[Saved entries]
----------
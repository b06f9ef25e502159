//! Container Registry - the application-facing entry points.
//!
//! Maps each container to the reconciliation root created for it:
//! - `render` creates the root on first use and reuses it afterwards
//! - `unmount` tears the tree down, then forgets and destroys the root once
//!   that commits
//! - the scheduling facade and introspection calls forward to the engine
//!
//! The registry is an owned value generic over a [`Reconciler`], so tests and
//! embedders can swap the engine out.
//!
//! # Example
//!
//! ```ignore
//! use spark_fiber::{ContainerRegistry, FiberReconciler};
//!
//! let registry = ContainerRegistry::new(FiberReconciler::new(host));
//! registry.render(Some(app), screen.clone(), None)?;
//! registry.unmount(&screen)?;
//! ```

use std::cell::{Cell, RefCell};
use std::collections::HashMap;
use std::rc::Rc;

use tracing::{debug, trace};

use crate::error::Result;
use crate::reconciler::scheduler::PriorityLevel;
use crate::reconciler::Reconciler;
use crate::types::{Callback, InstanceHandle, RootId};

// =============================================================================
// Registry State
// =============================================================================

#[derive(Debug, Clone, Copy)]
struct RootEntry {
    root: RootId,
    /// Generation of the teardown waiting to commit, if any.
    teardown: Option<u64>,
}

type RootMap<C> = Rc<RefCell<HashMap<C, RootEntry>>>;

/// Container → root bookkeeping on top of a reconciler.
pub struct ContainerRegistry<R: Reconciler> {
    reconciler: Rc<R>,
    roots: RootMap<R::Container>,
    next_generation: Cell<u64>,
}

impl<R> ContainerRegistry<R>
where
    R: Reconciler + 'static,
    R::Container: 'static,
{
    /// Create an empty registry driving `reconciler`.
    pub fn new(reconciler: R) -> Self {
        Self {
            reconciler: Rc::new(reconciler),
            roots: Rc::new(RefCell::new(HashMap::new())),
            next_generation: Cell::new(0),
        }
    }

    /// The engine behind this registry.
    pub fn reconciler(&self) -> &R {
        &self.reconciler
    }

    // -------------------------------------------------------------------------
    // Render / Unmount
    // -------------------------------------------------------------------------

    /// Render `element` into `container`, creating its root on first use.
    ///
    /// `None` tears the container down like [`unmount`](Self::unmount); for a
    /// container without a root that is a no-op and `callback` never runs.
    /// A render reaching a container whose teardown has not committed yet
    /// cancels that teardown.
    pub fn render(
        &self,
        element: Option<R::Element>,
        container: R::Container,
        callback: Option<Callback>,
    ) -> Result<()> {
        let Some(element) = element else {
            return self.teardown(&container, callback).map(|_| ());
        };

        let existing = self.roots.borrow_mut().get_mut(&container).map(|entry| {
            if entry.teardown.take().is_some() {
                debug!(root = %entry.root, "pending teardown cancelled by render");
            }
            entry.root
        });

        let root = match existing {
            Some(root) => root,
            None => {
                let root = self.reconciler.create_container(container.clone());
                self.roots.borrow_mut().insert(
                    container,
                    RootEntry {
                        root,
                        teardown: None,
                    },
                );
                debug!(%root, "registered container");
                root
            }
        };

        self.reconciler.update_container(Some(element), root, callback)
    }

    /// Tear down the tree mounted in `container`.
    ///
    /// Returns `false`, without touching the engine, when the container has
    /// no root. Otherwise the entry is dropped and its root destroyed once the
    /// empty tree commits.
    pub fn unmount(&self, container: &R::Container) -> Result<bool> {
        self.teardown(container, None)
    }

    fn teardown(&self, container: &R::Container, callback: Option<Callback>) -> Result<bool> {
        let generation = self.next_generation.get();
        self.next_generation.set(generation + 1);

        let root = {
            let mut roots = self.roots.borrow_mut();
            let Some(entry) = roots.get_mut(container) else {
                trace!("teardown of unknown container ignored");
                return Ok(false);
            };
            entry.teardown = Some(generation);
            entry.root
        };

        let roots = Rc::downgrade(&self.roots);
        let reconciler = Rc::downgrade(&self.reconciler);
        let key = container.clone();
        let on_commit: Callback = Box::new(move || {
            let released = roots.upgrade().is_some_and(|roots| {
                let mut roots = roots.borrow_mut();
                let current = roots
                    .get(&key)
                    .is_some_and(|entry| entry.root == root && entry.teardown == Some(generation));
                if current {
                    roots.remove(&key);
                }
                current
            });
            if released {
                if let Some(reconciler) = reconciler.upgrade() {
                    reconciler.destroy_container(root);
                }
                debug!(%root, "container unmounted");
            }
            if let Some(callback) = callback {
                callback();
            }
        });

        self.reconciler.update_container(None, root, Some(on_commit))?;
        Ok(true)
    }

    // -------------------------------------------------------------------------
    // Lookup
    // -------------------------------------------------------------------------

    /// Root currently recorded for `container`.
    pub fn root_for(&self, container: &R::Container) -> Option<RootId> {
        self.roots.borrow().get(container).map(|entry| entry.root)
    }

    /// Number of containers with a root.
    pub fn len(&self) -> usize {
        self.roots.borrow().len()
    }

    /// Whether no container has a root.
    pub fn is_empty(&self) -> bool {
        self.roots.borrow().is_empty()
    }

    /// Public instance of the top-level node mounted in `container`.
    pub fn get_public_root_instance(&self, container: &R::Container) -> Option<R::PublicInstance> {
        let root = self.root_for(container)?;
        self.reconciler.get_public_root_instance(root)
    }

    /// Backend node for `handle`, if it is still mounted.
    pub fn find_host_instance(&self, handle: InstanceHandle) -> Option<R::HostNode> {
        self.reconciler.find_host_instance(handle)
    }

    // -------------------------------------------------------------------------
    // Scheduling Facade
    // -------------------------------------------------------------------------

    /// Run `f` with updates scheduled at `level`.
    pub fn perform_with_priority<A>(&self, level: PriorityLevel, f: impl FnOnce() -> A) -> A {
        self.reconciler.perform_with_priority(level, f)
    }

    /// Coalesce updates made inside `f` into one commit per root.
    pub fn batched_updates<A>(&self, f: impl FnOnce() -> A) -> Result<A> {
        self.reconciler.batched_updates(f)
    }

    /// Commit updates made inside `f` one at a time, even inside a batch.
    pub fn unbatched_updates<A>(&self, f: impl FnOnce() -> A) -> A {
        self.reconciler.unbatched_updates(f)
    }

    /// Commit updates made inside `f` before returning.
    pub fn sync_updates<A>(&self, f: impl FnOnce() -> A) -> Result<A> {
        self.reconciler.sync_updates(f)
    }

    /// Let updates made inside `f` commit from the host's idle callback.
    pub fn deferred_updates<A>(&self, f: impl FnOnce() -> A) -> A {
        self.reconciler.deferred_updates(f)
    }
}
----------
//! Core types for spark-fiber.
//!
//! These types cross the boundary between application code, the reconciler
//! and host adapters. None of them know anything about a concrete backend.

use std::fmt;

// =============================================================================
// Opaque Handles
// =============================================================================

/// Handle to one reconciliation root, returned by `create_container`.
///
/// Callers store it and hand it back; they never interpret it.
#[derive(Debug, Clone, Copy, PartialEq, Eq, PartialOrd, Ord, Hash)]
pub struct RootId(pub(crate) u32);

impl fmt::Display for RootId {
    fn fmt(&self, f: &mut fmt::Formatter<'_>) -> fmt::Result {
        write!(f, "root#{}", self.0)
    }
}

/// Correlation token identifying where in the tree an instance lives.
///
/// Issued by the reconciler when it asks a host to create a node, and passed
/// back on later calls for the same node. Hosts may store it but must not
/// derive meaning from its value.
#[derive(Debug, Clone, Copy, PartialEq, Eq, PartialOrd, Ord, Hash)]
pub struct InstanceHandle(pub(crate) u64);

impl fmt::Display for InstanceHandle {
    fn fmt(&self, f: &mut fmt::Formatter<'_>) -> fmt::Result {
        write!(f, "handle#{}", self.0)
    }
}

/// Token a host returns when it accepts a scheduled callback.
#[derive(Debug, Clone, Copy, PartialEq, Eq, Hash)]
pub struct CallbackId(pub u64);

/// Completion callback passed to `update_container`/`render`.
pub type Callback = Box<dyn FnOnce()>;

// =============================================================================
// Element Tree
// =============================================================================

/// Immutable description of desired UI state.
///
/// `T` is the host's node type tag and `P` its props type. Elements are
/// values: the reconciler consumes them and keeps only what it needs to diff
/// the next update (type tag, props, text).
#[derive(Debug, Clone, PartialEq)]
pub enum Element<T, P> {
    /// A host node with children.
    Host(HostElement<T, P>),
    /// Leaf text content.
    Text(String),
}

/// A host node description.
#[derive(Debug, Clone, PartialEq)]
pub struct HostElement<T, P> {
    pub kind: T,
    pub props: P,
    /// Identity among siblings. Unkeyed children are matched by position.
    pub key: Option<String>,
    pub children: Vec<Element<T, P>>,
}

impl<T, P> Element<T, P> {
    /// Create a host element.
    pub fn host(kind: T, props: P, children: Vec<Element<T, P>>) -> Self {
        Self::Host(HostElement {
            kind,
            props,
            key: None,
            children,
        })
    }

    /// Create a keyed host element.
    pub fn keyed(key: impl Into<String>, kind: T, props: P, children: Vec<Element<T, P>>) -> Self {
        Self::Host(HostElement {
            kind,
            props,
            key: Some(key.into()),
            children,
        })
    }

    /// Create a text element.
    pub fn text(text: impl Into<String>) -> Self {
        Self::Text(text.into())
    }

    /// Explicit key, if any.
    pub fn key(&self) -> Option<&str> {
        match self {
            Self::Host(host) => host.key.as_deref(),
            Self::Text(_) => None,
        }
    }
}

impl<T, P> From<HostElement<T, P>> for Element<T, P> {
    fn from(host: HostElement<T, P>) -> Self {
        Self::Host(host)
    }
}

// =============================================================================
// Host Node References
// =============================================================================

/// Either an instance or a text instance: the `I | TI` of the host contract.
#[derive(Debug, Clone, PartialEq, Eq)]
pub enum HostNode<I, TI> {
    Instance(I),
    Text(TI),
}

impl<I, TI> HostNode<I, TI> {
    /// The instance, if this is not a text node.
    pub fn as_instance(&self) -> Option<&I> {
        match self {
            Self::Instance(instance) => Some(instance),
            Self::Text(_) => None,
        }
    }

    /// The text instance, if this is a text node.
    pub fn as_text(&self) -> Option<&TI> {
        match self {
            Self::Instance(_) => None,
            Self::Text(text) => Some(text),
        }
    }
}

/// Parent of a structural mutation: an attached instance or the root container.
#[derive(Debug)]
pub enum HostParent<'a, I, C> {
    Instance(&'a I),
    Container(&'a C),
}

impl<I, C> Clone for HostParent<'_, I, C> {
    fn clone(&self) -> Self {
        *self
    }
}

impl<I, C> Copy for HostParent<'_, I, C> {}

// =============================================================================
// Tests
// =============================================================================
----------
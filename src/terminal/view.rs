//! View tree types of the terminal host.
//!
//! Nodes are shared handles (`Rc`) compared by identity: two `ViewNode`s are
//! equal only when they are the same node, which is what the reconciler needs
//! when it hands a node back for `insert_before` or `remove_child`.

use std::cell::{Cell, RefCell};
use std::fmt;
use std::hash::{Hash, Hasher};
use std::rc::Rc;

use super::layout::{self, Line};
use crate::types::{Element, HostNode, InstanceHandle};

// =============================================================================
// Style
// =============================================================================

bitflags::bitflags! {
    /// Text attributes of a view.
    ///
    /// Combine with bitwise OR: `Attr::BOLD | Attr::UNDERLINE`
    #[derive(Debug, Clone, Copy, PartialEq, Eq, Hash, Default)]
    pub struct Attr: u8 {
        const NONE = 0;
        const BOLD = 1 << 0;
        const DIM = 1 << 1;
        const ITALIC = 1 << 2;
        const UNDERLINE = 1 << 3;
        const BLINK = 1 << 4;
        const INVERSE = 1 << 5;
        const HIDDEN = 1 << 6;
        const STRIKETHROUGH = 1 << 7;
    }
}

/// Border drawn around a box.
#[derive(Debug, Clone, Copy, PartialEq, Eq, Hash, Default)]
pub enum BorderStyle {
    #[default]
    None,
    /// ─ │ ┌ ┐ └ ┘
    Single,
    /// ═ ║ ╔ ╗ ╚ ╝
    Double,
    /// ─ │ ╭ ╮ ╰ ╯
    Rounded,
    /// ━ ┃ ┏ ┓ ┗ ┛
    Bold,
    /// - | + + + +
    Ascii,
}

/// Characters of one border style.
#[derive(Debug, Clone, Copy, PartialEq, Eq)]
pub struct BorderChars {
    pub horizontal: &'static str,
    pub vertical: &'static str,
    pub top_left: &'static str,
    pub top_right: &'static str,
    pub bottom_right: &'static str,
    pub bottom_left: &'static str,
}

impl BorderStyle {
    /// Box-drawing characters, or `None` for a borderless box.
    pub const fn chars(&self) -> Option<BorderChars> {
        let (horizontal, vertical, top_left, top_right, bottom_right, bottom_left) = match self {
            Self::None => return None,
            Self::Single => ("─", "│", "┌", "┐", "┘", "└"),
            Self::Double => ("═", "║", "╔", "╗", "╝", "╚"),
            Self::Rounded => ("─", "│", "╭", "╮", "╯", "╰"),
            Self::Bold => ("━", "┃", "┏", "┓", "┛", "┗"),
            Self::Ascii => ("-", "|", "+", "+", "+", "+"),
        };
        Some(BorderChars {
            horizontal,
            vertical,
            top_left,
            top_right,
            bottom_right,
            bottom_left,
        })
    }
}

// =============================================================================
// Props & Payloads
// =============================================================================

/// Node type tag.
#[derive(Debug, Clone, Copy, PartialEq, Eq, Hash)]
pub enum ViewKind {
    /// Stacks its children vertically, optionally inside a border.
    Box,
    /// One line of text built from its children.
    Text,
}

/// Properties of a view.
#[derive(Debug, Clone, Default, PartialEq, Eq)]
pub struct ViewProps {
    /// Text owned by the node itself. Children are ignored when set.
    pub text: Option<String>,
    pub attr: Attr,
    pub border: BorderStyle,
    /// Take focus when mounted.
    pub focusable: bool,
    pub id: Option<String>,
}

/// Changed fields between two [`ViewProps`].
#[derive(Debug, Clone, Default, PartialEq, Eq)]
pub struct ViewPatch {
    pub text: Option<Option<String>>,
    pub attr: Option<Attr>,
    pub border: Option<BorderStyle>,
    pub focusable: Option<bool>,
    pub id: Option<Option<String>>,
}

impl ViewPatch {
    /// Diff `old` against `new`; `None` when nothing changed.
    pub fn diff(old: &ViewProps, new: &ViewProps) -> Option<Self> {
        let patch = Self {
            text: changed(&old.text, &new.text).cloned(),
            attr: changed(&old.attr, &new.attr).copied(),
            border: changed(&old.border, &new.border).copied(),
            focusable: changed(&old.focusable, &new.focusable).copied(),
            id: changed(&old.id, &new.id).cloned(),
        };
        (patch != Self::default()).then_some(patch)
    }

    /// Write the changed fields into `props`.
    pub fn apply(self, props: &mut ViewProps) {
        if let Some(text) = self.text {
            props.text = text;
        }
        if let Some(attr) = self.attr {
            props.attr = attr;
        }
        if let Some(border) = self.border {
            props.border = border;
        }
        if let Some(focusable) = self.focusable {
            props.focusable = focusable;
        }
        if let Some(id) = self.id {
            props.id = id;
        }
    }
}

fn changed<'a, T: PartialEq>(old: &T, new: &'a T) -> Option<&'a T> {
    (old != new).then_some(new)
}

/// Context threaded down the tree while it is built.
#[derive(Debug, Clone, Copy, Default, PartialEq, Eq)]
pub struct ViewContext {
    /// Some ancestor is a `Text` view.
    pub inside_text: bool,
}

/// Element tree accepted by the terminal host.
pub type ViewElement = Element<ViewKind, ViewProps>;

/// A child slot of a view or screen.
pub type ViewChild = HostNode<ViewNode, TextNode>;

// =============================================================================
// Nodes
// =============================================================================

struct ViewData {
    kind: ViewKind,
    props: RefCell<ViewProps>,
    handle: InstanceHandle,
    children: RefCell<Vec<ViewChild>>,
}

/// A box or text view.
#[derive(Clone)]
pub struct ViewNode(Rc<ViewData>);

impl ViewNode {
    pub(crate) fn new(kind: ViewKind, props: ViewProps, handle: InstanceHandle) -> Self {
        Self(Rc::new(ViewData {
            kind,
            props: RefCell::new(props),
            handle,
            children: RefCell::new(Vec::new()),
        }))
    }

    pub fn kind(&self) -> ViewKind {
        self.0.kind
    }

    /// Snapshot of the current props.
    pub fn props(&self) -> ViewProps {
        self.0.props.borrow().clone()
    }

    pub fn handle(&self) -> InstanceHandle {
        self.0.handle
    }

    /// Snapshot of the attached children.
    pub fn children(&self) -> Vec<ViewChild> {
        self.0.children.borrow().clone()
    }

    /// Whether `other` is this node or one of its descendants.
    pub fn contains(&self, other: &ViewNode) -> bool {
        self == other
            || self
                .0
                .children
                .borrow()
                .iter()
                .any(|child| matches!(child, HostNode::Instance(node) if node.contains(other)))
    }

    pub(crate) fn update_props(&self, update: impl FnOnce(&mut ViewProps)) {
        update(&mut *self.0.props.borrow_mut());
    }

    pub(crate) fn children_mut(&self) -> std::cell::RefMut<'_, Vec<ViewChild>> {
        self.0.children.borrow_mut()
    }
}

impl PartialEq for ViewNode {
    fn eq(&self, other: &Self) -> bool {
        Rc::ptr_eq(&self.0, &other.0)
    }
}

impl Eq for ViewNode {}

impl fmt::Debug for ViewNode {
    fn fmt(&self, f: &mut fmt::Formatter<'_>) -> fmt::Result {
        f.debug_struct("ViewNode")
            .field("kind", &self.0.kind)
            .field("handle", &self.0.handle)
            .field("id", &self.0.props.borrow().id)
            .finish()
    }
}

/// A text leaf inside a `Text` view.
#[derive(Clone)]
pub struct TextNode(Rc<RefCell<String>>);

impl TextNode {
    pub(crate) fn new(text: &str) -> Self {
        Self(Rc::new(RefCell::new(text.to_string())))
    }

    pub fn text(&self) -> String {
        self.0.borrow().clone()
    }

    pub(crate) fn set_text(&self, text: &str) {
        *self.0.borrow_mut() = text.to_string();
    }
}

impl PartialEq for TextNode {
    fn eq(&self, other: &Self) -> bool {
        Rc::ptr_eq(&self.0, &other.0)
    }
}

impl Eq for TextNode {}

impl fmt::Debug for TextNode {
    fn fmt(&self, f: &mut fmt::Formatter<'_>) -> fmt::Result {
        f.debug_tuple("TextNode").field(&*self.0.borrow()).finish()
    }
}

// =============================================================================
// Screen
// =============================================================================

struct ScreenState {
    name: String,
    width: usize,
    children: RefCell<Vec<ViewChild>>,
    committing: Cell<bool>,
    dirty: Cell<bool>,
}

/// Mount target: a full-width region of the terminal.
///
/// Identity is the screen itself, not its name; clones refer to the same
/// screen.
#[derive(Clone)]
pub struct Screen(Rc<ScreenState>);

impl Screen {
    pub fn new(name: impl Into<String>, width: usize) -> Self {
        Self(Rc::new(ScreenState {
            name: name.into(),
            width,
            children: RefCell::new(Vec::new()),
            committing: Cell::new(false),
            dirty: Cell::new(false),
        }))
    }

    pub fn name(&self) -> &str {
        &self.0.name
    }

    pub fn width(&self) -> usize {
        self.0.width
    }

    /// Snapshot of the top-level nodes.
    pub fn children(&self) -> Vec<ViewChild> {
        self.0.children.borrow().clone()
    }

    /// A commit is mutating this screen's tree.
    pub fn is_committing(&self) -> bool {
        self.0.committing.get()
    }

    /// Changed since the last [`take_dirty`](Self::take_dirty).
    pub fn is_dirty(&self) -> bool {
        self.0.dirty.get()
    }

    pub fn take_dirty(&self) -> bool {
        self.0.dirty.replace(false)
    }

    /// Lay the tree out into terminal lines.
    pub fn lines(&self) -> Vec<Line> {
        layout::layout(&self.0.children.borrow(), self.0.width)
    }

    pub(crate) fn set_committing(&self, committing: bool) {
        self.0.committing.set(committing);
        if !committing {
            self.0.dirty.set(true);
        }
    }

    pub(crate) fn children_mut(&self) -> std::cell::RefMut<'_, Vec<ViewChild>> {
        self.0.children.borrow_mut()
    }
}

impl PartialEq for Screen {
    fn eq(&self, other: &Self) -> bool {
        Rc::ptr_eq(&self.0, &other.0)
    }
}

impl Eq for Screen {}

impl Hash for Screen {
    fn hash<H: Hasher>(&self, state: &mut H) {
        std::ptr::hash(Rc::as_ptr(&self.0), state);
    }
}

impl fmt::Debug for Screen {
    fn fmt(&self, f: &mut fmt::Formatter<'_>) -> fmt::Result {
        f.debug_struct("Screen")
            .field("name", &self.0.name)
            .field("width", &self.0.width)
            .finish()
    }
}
----------
TO DO:
Gather each line in these records that contains the string "RootMap".

ANSWER BELOW:
type RootMap<C> = Rc<RefCell<HashMap<C, RootEntry>>>;
    roots: RootMap<R::Container>,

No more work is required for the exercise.